The Climate Center released today a white paper assessing the status, progress, and benefits of electric vehicle (EV) adoption in Sonoma County. The paper also provides several recommendations to accelerate EV adoption as one of the best opportunities to reduce greenhouse (GHG) emissions from transportation.

According to the paper, transportation is the largest and fastest growing source of greenhouse gas (GHG) emissions in Sonoma County, accounting for about 65 percent of total emissions in 2014. Nearly four out of five trips in Sonoma County are made by single occupant, fossil fuel powered automobiles. Approximately $850 million leaves the County annually to pay for the fossil fuel that powers Sonoma County vehicles.

Sonoma County EV sales by model

Sonoma County EV sales by model

“This report is important because it provides us and our partners with a path forward, some clear guidance on how to make a major dent in our massive carbon footprint from the transportation sector,” said Ann Hancock, Executive Director of The Climate Center. “We believe Sonoma County can serve as a model for rapid EV adoption. We’d like to help other communities do the same too,” she said.

Sonoma County is already a leader in the adoption of EVs such as the Nissan Leaf and the Chevy Volt. As of July, more than 1,800 of these quiet, zero-emission cars are already zooming along county roadways.
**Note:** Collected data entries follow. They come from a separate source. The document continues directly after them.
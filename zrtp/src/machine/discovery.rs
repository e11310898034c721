use std::sync::Arc;

use super::*;
use crate::packet::{HelloMessage, PROTOCOL_VERSION};

/// Builds and caches our Hello, then starts the T1 resend schedule.
pub(crate) fn start_discovery(
    stream: &Arc<Stream>,
    inner: &mut StreamInner,
    outbox: &mut Outbox,
) -> Result<()> {
    let session = stream.session()?;
    let ctx = &stream.ctx;

    // fresh hash chain for this exchange
    inner.messages.h0 = ctx.entropy.random_array()?;
    inner.messages.h1 = sha256_image(&inner.messages.h0);
    inner.messages.h2 = sha256_image(&inner.messages.h1);
    inner.messages.h3 = sha256_image(&inner.messages.h2);

    let profile = &session.profile;
    let hello = HelloMessage {
        version: *PROTOCOL_VERSION,
        client_id: ctx.config.client_id,
        hash_image: inner.messages.h3,
        zid: *session.zid(),
        passive: ctx.config.license_mode == crate::config::LicenseMode::Passive,
        mitm: ctx.config.is_mitm,
        sig_capable: false,
        unlimited: ctx.config.license_mode == crate::config::LicenseMode::Unlimited,
        hash_schemes: profile.hash_schemes.clone(),
        cipher_types: profile.cipher_types.clone(),
        auth_tag_lens: profile.auth_tag_lens.clone(),
        pk_schemes: profile.pk_schemes.clone(),
        sas_schemes: profile.sas_schemes.clone(),
        hmac: [0u8; 8],
    };

    let mut raw = Message::Hello(hello.clone()).marshal()?;
    let mac = sign_message(&mut raw, &inner.messages.h2);
    let mut hello = hello;
    hello.hmac = mac;

    inner.messages.hello = Some(hello);
    inner.messages.hello_raw = raw.clone();

    change_state(stream, inner, State::Start);
    change_state(stream, inner, State::WaitHelloAck);
    outbox.send(MessageType::Hello, raw);
    stream.schedule(TaskKind::Hello, stream.ctx.timing.t1);
    Ok(())
}

/// Peer Hello: validate, negotiate components, load secrets, answer.
pub(crate) fn on_hello(
    stream: &Arc<Stream>,
    inner: &mut StreamInner,
    outbox: &mut Outbox,
    hello: HelloMessage,
    raw: &[u8],
) -> Result<()> {
    let session = stream.session()?;

    if let Some(expected) = inner.messages.signaling_hash {
        if sha256_image(raw) != expected {
            log::warn!(
                "stream {}: Hello does not match the signaling hash, dropped",
                stream.id()
            );
            outbox.security(SecurityEvent::WrongSignalingHash);
            return Ok(());
        }
    }

    if hello.version != *PROTOCOL_VERSION {
        return error::enter_initiating_error(
            stream,
            inner,
            outbox,
            ProtocolError::UnsupportedVersion,
        );
    }
    if hello.zid == *session.zid() {
        return error::enter_initiating_error(stream, inner, outbox, ProtocolError::EqualZid);
    }

    if let Some(cached) = &inner.messages.peer_hello {
        if cached.zid != hello.zid {
            return error::enter_initiating_error(stream, inner, outbox, ProtocolError::WrongZid);
        }
        // retransmitted Hello, the peer missed our answer
        outbox.send(MessageType::HelloAck, Message::HelloAck.marshal()?);
        return Ok(());
    }

    {
        let mut shared = session.shared.lock().expect("session lock");
        match shared.peer_zid {
            None => shared.peer_zid = Some(hello.zid),
            Some(existing) if existing != hello.zid => {
                drop(shared);
                return error::enter_initiating_error(
                    stream,
                    inner,
                    outbox,
                    ProtocolError::WrongZid,
                );
            }
            _ => {}
        }
    }

    inner.peer_passive = hello.passive;
    inner.peer_mitm = hello.mitm;
    if hello.mitm && !stream.ctx.config.is_mitm {
        inner.mitm_mode = crate::stream::MitmMode::Client;
    }

    negotiate_components(stream, inner, outbox, &hello)?;
    if inner.state == State::InitiatingError {
        // no usable component intersection, the error is on its way out
        return Ok(());
    }

    session.prepare_secrets(&hello.zid)?;

    inner.messages.peer_hello = Some(hello);
    inner.messages.peer_hello_raw = raw.to_vec();
    inner.is_hello_received = true;

    // With the optimization on we answer with Commit instead of a
    // HelloAck once our own Hello is acknowledged, saving one round.
    let profile = &session.profile;
    let commit_now = profile.discovery_optimization
        && profile.autosecure
        && inner.is_helloack_received
        && may_commit(stream, inner);

    if commit_now {
        stream.cancel_task(TaskKind::Hello);
        enter_clear(stream, inner, outbox)?;
    } else {
        outbox.send(MessageType::HelloAck, Message::HelloAck.marshal()?);
        if inner.is_helloack_received && inner.state == State::WaitHello {
            enter_clear(stream, inner, outbox)?;
        }
    }
    Ok(())
}

pub(crate) fn on_helloack(
    stream: &Arc<Stream>,
    inner: &mut StreamInner,
    outbox: &mut Outbox,
) -> Result<()> {
    if inner.state != State::WaitHelloAck {
        return Ok(());
    }
    stream.cancel_task(TaskKind::Hello);
    inner.is_helloack_received = true;

    if inner.is_hello_received {
        enter_clear(stream, inner, outbox)
    } else {
        change_state(stream, inner, State::WaitHello);
        Ok(())
    }
}

/// Discovery finished on both halves.
pub(crate) fn enter_clear(
    stream: &Arc<Stream>,
    inner: &mut StreamInner,
    outbox: &mut Outbox,
) -> Result<()> {
    change_state(stream, inner, State::Clear);
    outbox.protocol(ProtocolEvent::IsClear);

    let session = stream.session()?;
    if session.profile.autosecure {
        if may_commit(stream, inner) {
            initiator::start_initiating_secure(stream, inner, outbox)?;
        } else {
            outbox.protocol(ProtocolEvent::IsPassiveRestriction);
        }
    }
    Ok(())
}

/// Intersects local preferences with the peer's advertised lists. The
/// choice is session wide; later streams inherit it.
fn negotiate_components(
    stream: &Arc<Stream>,
    inner: &mut StreamInner,
    outbox: &mut Outbox,
    hello: &HelloMessage,
) -> Result<()> {
    use crate::crypto::select_component;

    let session = stream.session()?;
    {
        let shared = session.shared.lock().expect("session lock");
        if shared.negotiated.is_some() {
            return Ok(());
        }
    }

    let profile = &session.profile;
    let Some(hash) = select_component(&profile.hash_schemes, &hello.hash_schemes) else {
        return error::enter_initiating_error(
            stream,
            inner,
            outbox,
            ProtocolError::UnsupportedHash,
        );
    };
    let Some(cipher) = select_component(&profile.cipher_types, &hello.cipher_types) else {
        return error::enter_initiating_error(
            stream,
            inner,
            outbox,
            ProtocolError::UnsupportedCipher,
        );
    };
    let Some(auth_tag_len) = select_component(&profile.auth_tag_lens, &hello.auth_tag_lens)
    else {
        return error::enter_initiating_error(
            stream,
            inner,
            outbox,
            ProtocolError::UnsupportedAuthTag,
        );
    };
    // fast-mode ids are not key agreements on their own
    let dh_prefs: Vec<_> = profile
        .pk_schemes
        .iter()
        .copied()
        .filter(|p| !p.is_fast())
        .collect();
    let Some(pk_scheme) = select_component(&dh_prefs, &hello.pk_schemes) else {
        return error::enter_initiating_error(
            stream,
            inner,
            outbox,
            ProtocolError::UnsupportedPkExchange,
        );
    };
    let Some(sas_scheme) = select_component(&profile.sas_schemes, &hello.sas_schemes) else {
        return error::enter_initiating_error(
            stream,
            inner,
            outbox,
            ProtocolError::UnsupportedSas,
        );
    };

    let negotiated = crate::session::Negotiated {
        hash,
        cipher,
        auth_tag_len,
        pk_scheme,
        sas_scheme,
    };
    log::debug!(
        "stream {}: negotiated {hash} {cipher} {auth_tag_len} {pk_scheme} {sas_scheme}",
        stream.id()
    );
    session.shared.lock().expect("session lock").negotiated = Some(negotiated);
    Ok(())
}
That’s an increase of 300 in just three months, which means that every 7 hours, a new EV hits the road. More than half of all EVs in the county were sold in 2014 alone.

“The recent pace of adoption is what’s most exciting here,” said Doron Amiran, EV Program Manager for The Climate Center. “If Sonoma County can apply the recommendations endorsed in this paper, we believe we’ll far exceed the State’s goal to have what would amount to 16,000 electric cars and vans on the road in Sonoma County by 2023. That would equate to about 10% of new cars sold, but we believe we can and should do much better than that. And this will be great news for the climate, for our economy, and for local drivers.”

EVs emit zero carbon. However, depending upon where the electricity to charge those vehicles is sourced, EVs still carry a carbon footprint that ranges in size. Because Sonoma Clean Power (SCP) sources electricity locally from a higher portfolio of renewable sources, the environmental benefits of EV driving in Sonoma County are even greater. Furthermore, charging those vehicles with EverGreen, SCP’s 100 percent green electricity option, further reduces greenhouse gases.

Driving EVs also makes economic sense. According to the paper, electric vehicle costs are competitive with the life cycle costs of gasoline vehicles, and in some cases are lower. “It costs me only about half as much to run my Leaf as it would a gas-powered Prius” said Carl Mears, climate scientist and board member for The Climate Center. “And besides, it’s the quickest car I’ve ever owned.”

The paper also states that EV driving is significantly enhanced by workplace charging. Employees who have access to workplace charging are 20 times more likely to drive an EV compared with employees who do not have access to workplace charging. Nearly half of all Leaf and Volt owners have access to workplace chargers.

“Labcon installed two double outlet, solar-powered, EV charging stations in 2013 and has seen a very positive response from both employees and visitors,” said Mark Gmelin, Engineer and Sustainability Coordinator at Labcon North America. “We’ve gone from one to three full-time EV drivers plus one part-timer in the first year. Guests are happy to see a visible affirmation of our environmental commitments as they enter the building. It’s part of our ‘do the right thing’ attitude.”

The white paper advances four recommendations: 1) Advocate for policies and funding, especially at the state level, to accelerate EV use, 2) Expand EV charging, especially at workplaces, multi-family units, and along main transportation corridors, 3) Develop and implement an EV awareness campaign, 4) Develop EV charging infrastructure through increased coordination.

“We look forward to working with the community, government and business leaders to accelerate this transition,” said Hancock. “With battery prices dropping, infrastructure expanding, new and exciting vehicles coming to market, and a wicked zoom factor, there is hardly a reason not to make your next purchase an EV.”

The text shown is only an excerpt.